■ **Work instruction**
In the records below, find the line that contains "use crate::templates::TemplateError;" and the line that contains "cannot be assigned", then retype exactly those two lines and every line between them.
-*-*-
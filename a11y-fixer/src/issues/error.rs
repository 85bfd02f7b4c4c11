//! Issue error types.

use crate::github::ApiError;
use crate::templates::TemplateError;
use thiserror::Error;

/// Errors that can occur during issue operations.
#[derive(Debug, Error)]
pub enum IssueError {
    /// Repository slug is not in `owner/name` form.
    #[error("Malformed repository slug '{slug}': expected 'owner/name'")]
    MalformedSlug { slug: String },

    /// Issue number could not be determined from the reference.
    #[error("Cannot determine the issue number of '{url}'")]
    InvalidIssueUrl { url: String },

    /// GitHub API error.
    #[error(transparent)]
    Api(#[from] ApiError),

    /// The fixer is not among the repository's assignable actors.
    #[error("'{login}' cannot be assigned to issues in {repository}")]
    FixerUnavailable { login: String, repository: String },

    /// Template rendering error.
    #[error(transparent)]
    Template(#[from] TemplateError),
}

impl IssueError {
    /// Returns true for errors caused by bad input rather than by GitHub.
    #[must_use]
    pub fn is_input_error(&self) -> bool {
        matches!(
            self,
            Self::MalformedSlug { .. } | Self::InvalidIssueUrl { .. } | Self::Template(_)
        )
    }

    /// Checks if the error indicates permission denied.
    #[must_use]
    pub fn is_permission_denied(&self) -> bool {
        match self {
            Self::Api(e) => e.is_permission_denied(),
            _ => false,
        }
    }
}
-*-*-
■ **Your solution**
use crate::templates::TemplateError;
use thiserror::Error;

/// Errors that can occur during issue operations.
#[derive(Debug, Error)]
pub enum IssueError {
    /// Repository slug is not in `owner/name` form.
    #[error("Malformed repository slug '{slug}': expected 'owner/name'")]
    MalformedSlug { slug: String },

    /// Issue number could not be determined from the reference.
    #[error("Cannot determine the issue number of '{url}'")]
    InvalidIssueUrl { url: String },

    /// GitHub API error.
    #[error(transparent)]
    Api(#[from] ApiError),

    /// The fixer is not among the repository's assignable actors.
    #[error("'{login}' cannot be assigned to issues in {repository}")]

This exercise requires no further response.